绝望的“肺脓肿”(下) | 病例拾萃[13] · 协和呼吸
中年男性因发热、咳嗽咳痰入院,胸部CT提示左下肺团块影、中心坏死,逐渐形成厚壁空洞内有液平,反复抗感染治疗无效,背后隐藏着怎样的故事?
病例回顾
现病史
56岁男性,因“咳嗽4月,发热3月余”入院。
患者4月前无明显诱因出现咳嗽,白色粘液痰,偶有血丝。3月前胸部CT:左下肺团块影、中心坏死。
图1. 入院3月前胸部CT:左下肺团块影、中心坏死。
抗感染过程中出现发热,Tmax 39.7℃,改为美罗培南治疗1月,体温高峰有下降(Tmax 38.0℃)。
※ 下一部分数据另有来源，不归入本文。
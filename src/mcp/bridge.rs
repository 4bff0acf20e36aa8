//! MCP-to-Tool bridge
//!
//! Adapts the MCP client to the `ToolProvider` trait: MCP tool definitions
//! become `ToolDescriptor`s and `tools/call` results become `ToolResult`s.

use async_trait::async_trait;
use serde_json::Value;

use super::client::McpClient;
use super::protocol::{McpTool, McpToolResult};
use crate::error::Result;
use crate::tools::{ToolDescriptor, ToolProvider, ToolResult};

impl From<McpTool> for ToolDescriptor {
    fn from(tool: McpTool) -> Self {
        ToolDescriptor {
            name: tool.name,
            description: tool.description.unwrap_or_default(),
            input_schema: tool.input_schema,
        }
    }
}

impl From<McpToolResult> for ToolResult {
    fn from(result: McpToolResult) -> Self {
        // Combine all text content blocks
        let text = result
            .content
            .iter()
            .filter_map(|c| c.text.as_deref())
            .filter(|t| !t.is_empty())
            .collect::<Vec<_>>()
            .join("\n")
            .trim()
            .to_string();

        let raw = serde_json::to_value(&result).unwrap_or(Value::Null);

        ToolResult {
            text,
            raw,
            is_error: result.is_error,
        }
    }
}

#[async_trait]
impl ToolProvider for McpClient {
    async fn list_tools(&self) -> Result<Vec<ToolDescriptor>> {
        let tools = McpClient::list_tools(self).await?;
        Ok(tools.into_iter().map(ToolDescriptor::from).collect())
    }

    async fn call_tool(&self, name: &str, arguments: Value) -> Result<ToolResult> {
        let result = McpClient::call_tool(self, name, arguments).await?;
        Ok(ToolResult::from(result))
    }
}
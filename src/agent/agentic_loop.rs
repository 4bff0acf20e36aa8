//! Tool-calling agent loop.
//!
//! Drives one conversation turn: fetch the tool catalog, call the model with
//! the full transcript, execute any requested tools through the provider,
//! append the results and repeat until the model answers without tool calls
//! or the round cap is hit.

use crate::agent::client::CompletionService;
use crate::agent::conversation::{upsert_system_message, validate_transcript};
use crate::agent::prompts::build_chat_system_prompt;
use crate::agent::types::*;
use crate::config::DEFAULT_MAX_TOOL_ROUNDS;
use crate::error::{Error, Result};
use crate::tools::{preview, ToolCall, ToolCatalog, ToolExecutor, ToolProvider, ToolResult};

use async_trait::async_trait;
use std::time::Instant;
use tracing::{debug, info, warn};

/// Final text when the round cap is reached
pub const ROUND_LIMIT_MESSAGE: &str =
    "I hit the max tool-call rounds; try simplifying the request.";

// ---------------------------------------------------------------------------
// Configuration
// ---------------------------------------------------------------------------

/// Limits and generation settings for the loop.
#[derive(Debug, Clone)]
pub struct LoopConfig {
    /// Maximum model calls before the loop gives up.
    pub max_rounds: u32,
    /// Generation options passed on every model call.
    pub generation_options: GenerationOptions,
    /// Text returned when the round cap is reached.
    pub fallback_message: String,
}

impl LoopConfig {
    /// Default settings with a custom round cap.
    pub fn with_max_rounds(max_rounds: u32) -> Self {
        Self {
            max_rounds,
            ..Self::default()
        }
    }
}

impl Default for LoopConfig {
    fn default() -> Self {
        Self {
            max_rounds: DEFAULT_MAX_TOOL_ROUNDS,
            generation_options: GenerationOptions::default(),
            fallback_message: ROUND_LIMIT_MESSAGE.into(),
        }
    }
}

/// How the loop finished.
#[derive(Debug, Clone, Copy, PartialEq, Eq)]
pub enum LoopOutcome {
    /// The model answered without requesting tools.
    Completed,
    /// Every round requested tools; the fallback message was returned.
    RoundLimitReached,
}

// ---------------------------------------------------------------------------
// Callback trait
// ---------------------------------------------------------------------------

/// Hooks for callers that want progress events (e.g. a CLI spinner).
#[async_trait]
pub trait LoopCallback: Send + Sync {
    /// Called before each model call.
    async fn on_round_start(&self, _round: u32) {}
    /// Called after each individual tool has been executed.
    async fn on_tool_executed(&self, _tool_name: &str, _result: &ToolResult) {}
}

/// Default no-op callback.
#[derive(Debug, Default)]
pub struct NoOpCallback;

#[async_trait]
impl LoopCallback for NoOpCallback {}

// ---------------------------------------------------------------------------
// Input / Output
// ---------------------------------------------------------------------------

/// Everything the loop needs to run.
pub struct AgentLoopInput<'a, C: LoopCallback> {
    /// The conversation so far, oldest first.
    pub messages: Vec<Message>,
    /// Model to call.
    pub completion: &'a dyn CompletionService,
    /// Where the tools live.
    pub provider: &'a dyn ToolProvider,
    /// Loop configuration.
    pub config: LoopConfig,
    /// Model to use instead of the service default.
    pub model_override: Option<String>,
    /// Description of the user's uploaded data, rendered into the system prompt.
    pub domain_context: Option<String>,
    /// Event callback.
    pub callback: C,
}

impl<'a> AgentLoopInput<'a, NoOpCallback> {
    /// Input with default configuration and no callback.
    pub fn new(
        messages: Vec<Message>,
        completion: &'a dyn CompletionService,
        provider: &'a dyn ToolProvider,
    ) -> Self {
        AgentLoopInput {
            messages,
            completion,
            provider,
            config: LoopConfig::default(),
            model_override: None,
            domain_context: None,
            callback: NoOpCallback,
        }
    }
}

/// The result of running the loop.
#[derive(Debug, Clone)]
pub struct AgentLoopOutput {
    /// The final assistant text.
    pub response: String,
    /// The full transcript, including tool calls and results.
    pub messages: Vec<Message>,
    /// Number of model calls made.
    pub rounds: u32,
    /// How the loop finished.
    pub outcome: LoopOutcome,
    /// Token usage summed over all model calls.
    pub total_usage: Usage,
}

impl AgentLoopOutput {
    /// Split into `(final_text, transcript)`.
    pub fn into_parts(self) -> (String, Vec<Message>) {
        (self.response, self.messages)
    }
}

// ---------------------------------------------------------------------------
// Core loop implementation
// ---------------------------------------------------------------------------

/// Run the agent loop.
///
/// Fails before any model call when the input is empty, the round cap is
/// zero, the transcript is malformed, or the tool catalog cannot be fetched.
/// A failed model call ends the loop with an error. Tool failures never do:
/// they are handed back to the model as error results.
pub async fn run_agentic_loop<C: LoopCallback>(
    input: AgentLoopInput<'_, C>,
) -> Result<AgentLoopOutput> {
    let AgentLoopInput {
        mut messages,
        completion,
        provider,
        config,
        model_override,
        domain_context,
        callback,
    } = input;

    if config.max_rounds == 0 {
        return Err(Error::InvalidInput("max_rounds must be at least 1".into()));
    }
    validate_transcript(&messages)?;

    let loop_start = Instant::now();

    let catalog = ToolCatalog::fetch(provider).await?;
    let tool_definitions = catalog.definitions();
    let executor = ToolExecutor::new(provider, &catalog);

    let system_prompt = build_chat_system_prompt(domain_context.as_deref())?;
    upsert_system_message(&mut messages, system_prompt);

    let model = model_override
        .filter(|m| !m.trim().is_empty())
        .unwrap_or_else(|| completion.default_model().to_string());

    let mut total_usage = Usage::default();
    let mut tool_calls_made: u32 = 0;

    for round in 1..=config.max_rounds {
        info!("Agent loop round {}/{}", round, config.max_rounds);
        callback.on_round_start(round).await;

        let request = ChatCompletionRequest::with_tools(
            model.clone(),
            messages.clone(),
            tool_definitions.clone(),
            config.generation_options.clone(),
        );

        let response = completion.complete(request).await.map_err(|e| {
            warn!("Model call failed in round {}: {}", round, e);
            e
        })?;

        if let Some(ref usage) = response.usage {
            total_usage.accumulate(usage);
        }

        let Some(choice) = response.choices.into_iter().next() else {
            return Err(Error::ModelCall("completion returned no choices".into()));
        };

        let mut assistant = choice.message;
        if assistant.tool_calls.as_ref().is_some_and(|calls| calls.is_empty()) {
            assistant.tool_calls = None;
        }

        info!(
            "Model finish_reason: {}, has_content: {}, tool_calls: {}",
            choice.finish_reason.as_deref().unwrap_or("unknown"),
            !assistant.text().is_empty(),
            assistant.requested_tool_calls().len()
        );

        let requests = assistant.requested_tool_calls().to_vec();
        messages.push(assistant);

        // --- No tool calls: content is the final response -----------------
        if requests.is_empty() {
            let response = messages
                .last()
                .map(|m| m.text().to_string())
                .unwrap_or_default();
            debug!("Agent reply: {}", preview(&response, 500));

            info!(
                "Agent loop completed: rounds={}, tool_calls={}, duration={}ms",
                round,
                tool_calls_made,
                loop_start.elapsed().as_millis()
            );

            return Ok(AgentLoopOutput {
                response,
                messages,
                rounds: round,
                outcome: LoopOutcome::Completed,
                total_usage,
            });
        }

        // --- Tool calls, in the order the model listed them ---------------
        for request in &requests {
            tool_calls_made += 1;
            let call = ToolCall::from_request(request);

            info!("Executing tool: {} (call #{})", call.name, tool_calls_made);
            debug!("Tool {} arguments: {}", call.name, call.arguments);

            let result = executor.invoke(&call.name, call.arguments).await;
            callback.on_tool_executed(&call.name, &result).await;

            messages.push(Message::tool(
                call.id,
                call.name,
                result.to_message_content(),
            ));
        }
    }

    warn!(
        "Agent loop hit the round cap ({}) after {} tool calls",
        config.max_rounds, tool_calls_made
    );

    Ok(AgentLoopOutput {
        response: config.fallback_message,
        messages,
        rounds: config.max_rounds,
        outcome: LoopOutcome::RoundLimitReached,
        total_usage,
    })
}

// ---------------------------------------------------------------------------
// Tests
// ---------------------------------------------------------------------------
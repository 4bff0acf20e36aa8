//! Agent module - LLM logic, prompt engineering, and the completion client
//!
//! This module handles all AI-related functionality including:
//! - OpenAI-compatible chat-completions client
//! - Message types and conversation checks
//! - Prompt templates for the gene program assistant
//! - The tool-calling agent loop
//! - Conversation title generation

pub mod agentic_loop;
mod client;
mod conversation;
pub mod prompts;
pub mod title;
mod types;

pub use agentic_loop::{
    run_agentic_loop, AgentLoopInput, AgentLoopOutput, LoopCallback, LoopConfig, LoopOutcome,
    NoOpCallback, ROUND_LIMIT_MESSAGE,
};
pub use client::{CompletionService, OpenAiClient};
pub use conversation::{upsert_system_message, validate_transcript};
pub use prompts::PromptTemplate;
pub use title::{generate_title, sanitize_title, DEFAULT_TITLE};
pub use types::*;
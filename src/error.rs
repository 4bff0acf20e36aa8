//! Error types for GeneProg

use thiserror::Error;

/// Result type alias using GeneProg's Error type
pub type Result<T> = std::result::Result<T, Error>;

/// Main error type for GeneProg
#[derive(Error, Debug)]
pub enum Error {
    /// Configuration error
    #[error("Configuration error: {0}")]
    Config(String),

    /// The remote tool provider could not be reached or refused the session
    #[error("Tool provider unavailable: {0}")]
    ToolProviderUnavailable(String),

    /// The chat-completion service failed or returned an unusable response
    #[error("Model call failed: {0}")]
    ModelCall(String),

    /// Malformed JSON-RPC traffic from the tool provider
    #[error("Protocol error: {0}")]
    Protocol(String),

    /// HTTP request error
    #[error("HTTP error: {0}")]
    Http(#[from] reqwest::Error),

    /// JSON serialization/deserialization error
    #[error("JSON error: {0}")]
    Json(#[from] serde_json::Error),

    /// Environment variable error
    #[error("Environment error: {0}")]
    Env(#[from] std::env::VarError),

    /// Invalid input
    #[error("Invalid input: {0}")]
    InvalidInput(String),

    /// Unauthorized access
    #[error("Unauthorized: {0}")]
    Unauthorized(String),

    /// Rate limit exceeded
    #[error("Rate limit exceeded: {0}")]
    RateLimit(String),

    /// Timeout error
    #[error("Timeout: {0}")]
    Timeout(String),

    /// Generic internal error
    #[error("Internal error: {0}")]
    Internal(String),
}

impl Error {
    /// Check if error is retryable
    pub fn is_retryable(&self) -> bool {
        matches!(
            self,
            Error::Http(_)
                | Error::ToolProviderUnavailable(_)
                | Error::RateLimit(_)
                | Error::Timeout(_)
        )
    }

    /// Check if error is a client error (caller's fault)
    pub fn is_client_error(&self) -> bool {
        matches!(self, Error::InvalidInput(_) | Error::Unauthorized(_))
    }
}
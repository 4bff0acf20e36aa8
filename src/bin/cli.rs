//! GeneProg CLI
//!
//! Command-line front end: ask the agent a question, generate a conversation
//! title, or list the analysis tools exposed by the MCP server.

use anyhow::Context;
use async_trait::async_trait;
use clap::{Parser, Subcommand};
use geneprog_agent::agent::{
    generate_title, run_agentic_loop, AgentLoopInput, LoopCallback, LoopConfig, LoopOutcome,
    Message, OpenAiClient,
};
use geneprog_agent::config::{Config, LogConfig};
use geneprog_agent::mcp::McpClient;
use geneprog_agent::tools::{ToolCatalog, ToolResult};
use geneprog_agent::VERSION;
use std::path::PathBuf;
use tracing::info;
use tracing_subscriber::EnvFilter;

#[derive(Parser)]
#[command(
    name = "geneprog",
    author = "GeneProg Contributors",
    version = VERSION,
    about = "GeneProg - chat with your gene program analyses",
    long_about = None
)]
struct Cli {
    #[command(subcommand)]
    command: Commands,
}

#[derive(Subcommand)]
enum Commands {
    /// Ask a question; the agent may call analysis tools to answer it
    Chat {
        /// The question
        question: String,

        /// Model to use instead of OPENAI_MODEL
        #[arg(short, long)]
        model: Option<String>,

        /// File describing the uploaded datasets
        #[arg(short, long)]
        context_file: Option<PathBuf>,

        /// Round cap instead of MAX_TOOL_ROUNDS
        #[arg(long)]
        max_rounds: Option<u32>,
    },

    /// Generate a short title for a conversation's first message
    Title {
        /// The first message of the conversation
        message: String,

        /// Model to use instead of OPENAI_MODEL
        #[arg(short, long)]
        model: Option<String>,
    },

    /// List the tools exposed by the MCP server
    Tools,
}

/// Prints tool activity to stderr while the agent works
struct ProgressPrinter;

#[async_trait]
impl LoopCallback for ProgressPrinter {
    async fn on_round_start(&self, round: u32) {
        eprintln!("[round {}]", round);
    }

    async fn on_tool_executed(&self, tool_name: &str, result: &ToolResult) {
        let status = if result.is_error { "error" } else { "ok" };
        eprintln!("  -> {} ({})", tool_name, status);
    }
}

fn init_logging(log: &LogConfig) {
    let filter = EnvFilter::try_new(&log.level).unwrap_or_else(|_| EnvFilter::new("info"));
    let builder = tracing_subscriber::fmt()
        .with_env_filter(filter)
        .with_writer(std::io::stderr);

    if log.format.eq_ignore_ascii_case("json") {
        builder.json().init();
    } else {
        builder.pretty().init();
    }
}

#[tokio::main]
async fn main() -> anyhow::Result<()> {
    let cli = Cli::parse();

    let config = Config::from_env().context("failed to load configuration")?;
    init_logging(&config.log);
    config.validate()?;

    info!("Starting GeneProg v{}", VERSION);

    match cli.command {
        Commands::Chat {
            question,
            model,
            context_file,
            max_rounds,
        } => chat(&config, question, model, context_file, max_rounds).await,
        Commands::Title { message, model } => title(&config, &message, model.as_deref()).await,
        Commands::Tools => list_tools(&config).await,
    }
}

async fn chat(
    config: &Config,
    question: String,
    model: Option<String>,
    context_file: Option<PathBuf>,
    max_rounds: Option<u32>,
) -> anyhow::Result<()> {
    let completion = OpenAiClient::new(config.openai.clone())?;
    let provider = McpClient::new(&config.mcp)?;

    let domain_context = match context_file {
        Some(path) => Some(
            tokio::fs::read_to_string(&path)
                .await
                .with_context(|| format!("failed to read {}", path.display()))?,
        ),
        None => None,
    };

    let input = AgentLoopInput {
        messages: vec![Message::user(question)],
        completion: &completion,
        provider: &provider,
        config: LoopConfig::with_max_rounds(max_rounds.unwrap_or(config.agent.max_tool_rounds)),
        model_override: model,
        domain_context,
        callback: ProgressPrinter,
    };

    let output = run_agentic_loop(input).await?;
    if output.outcome == LoopOutcome::RoundLimitReached {
        eprintln!("(stopped after {} rounds)", output.rounds);
    }
    info!(
        "Chat finished in {} rounds, {} tokens",
        output.rounds, output.total_usage.total_tokens
    );

    println!("{}", output.response);
    Ok(())
}

async fn title(config: &Config, message: &str, model: Option<&str>) -> anyhow::Result<()> {
    let completion = OpenAiClient::new(config.openai.clone())?;
    let title = generate_title(&completion, message, model, &config.title).await;
    println!("{}", title);
    Ok(())
}

async fn list_tools(config: &Config) -> anyhow::Result<()> {
    let provider = McpClient::new(&config.mcp)?;
    let catalog = ToolCatalog::fetch(&provider).await?;

    println!("{} tools at {}", catalog.len(), provider.endpoint());
    for tool in catalog.descriptors() {
        let summary = tool.description.lines().next().unwrap_or_default();
        println!("  {:<32} {}", tool.name, summary);
    }
    Ok(())
}
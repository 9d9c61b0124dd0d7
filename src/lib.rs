//! # restful-rs
//!
//! A generic CRUD-over-HTTP resource layer built on axum.
//!
//! ## Features
//!
//! - **Resource dispatch**: verb + resource name + optional ID routed to a data source
//! - **Generic record codec**: JSON documents ⇄ typed records, with partial-update merge
//! - **Controller hooks**: intercept, mutate or veto each operation per resource
//! - **Error translation**: one place turning errors into HTTP responses and log lines
//! - **Auto-Pluralization**: resource names derived from type names (Category → categories)
//!
//! ## Quick Start
//!
//! ```rust,ignore
//! use restful::prelude::*;
//!
//! #[derive(Debug, Clone, Default, Serialize, Deserialize)]
//! pub struct Post {
//!     pub id: String,
//!     pub title: String,
//!     pub view_count: u32, // "viewCount" on the wire
//! }
//!
//! impl_record!(Post);
//! impl_identified!(Post, id);
//!
//! #[tokio::main]
//! async fn main() -> Result<()> {
//!     let mut api = Api::new("v1");
//!     api.add_resource::<Post>(InMemorySource::new());
//!
//!     // GET/POST /v1/posts, GET/PUT/DELETE /v1/posts/{id}
//!     api.serve("127.0.0.1:3000").await
//! }
//! ```

pub mod config;
pub mod core;
mod macros;
pub mod server;
pub mod storage;

/// Re-exports of commonly used types and traits
pub mod prelude {
    // === Core Traits ===
    pub use crate::core::{
        codec::RecordCodec,
        controller::{Controller, Hooks},
        naming::{EnglishNaming, NamingStrategy, Pluralizer},
        record::{Payload, Record},
        request::Request,
        source::DataSource,
    };

    // === Errors ===
    pub use crate::core::error::{
        ApiError, ApiResult, DecodeError, ErrorObject, HttpError, RegistrationError,
    };

    // === Macros ===
    pub use crate::{impl_identified, impl_record};

    // === Storage ===
    pub use crate::storage::{IdStrategy, Identified, InMemorySource};

    // === Config ===
    pub use crate::config::ApiConfig;

    // === Server ===
    pub use crate::server::{Api, Operation, Resource, RouteInfo};

    // === External dependencies ===
    pub use anyhow::Result;
    pub use async_trait::async_trait;
    pub use serde::{Deserialize, Serialize};

    // === Axum ===
    pub use axum::{
        Router,
        http::{StatusCode, request::Parts},
    };
}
2月前胸部CT示左下肺厚壁空洞,内有气液平。
图2. 入院2月前胸部CT示左下肺厚壁空洞,内有气液平。
门诊支气管镜BALF病原学检查均为阴性,BALF未见瘤细胞。
该如何进行后续诊治?
鉴别诊断
患者中年男性,亚急性病程,临床表现为发热、咳嗽、痰中带血,影像学表现为左下肺厚壁空洞内有液平。结合患者临床特征,及特征性的肺空洞表现进行鉴别诊断。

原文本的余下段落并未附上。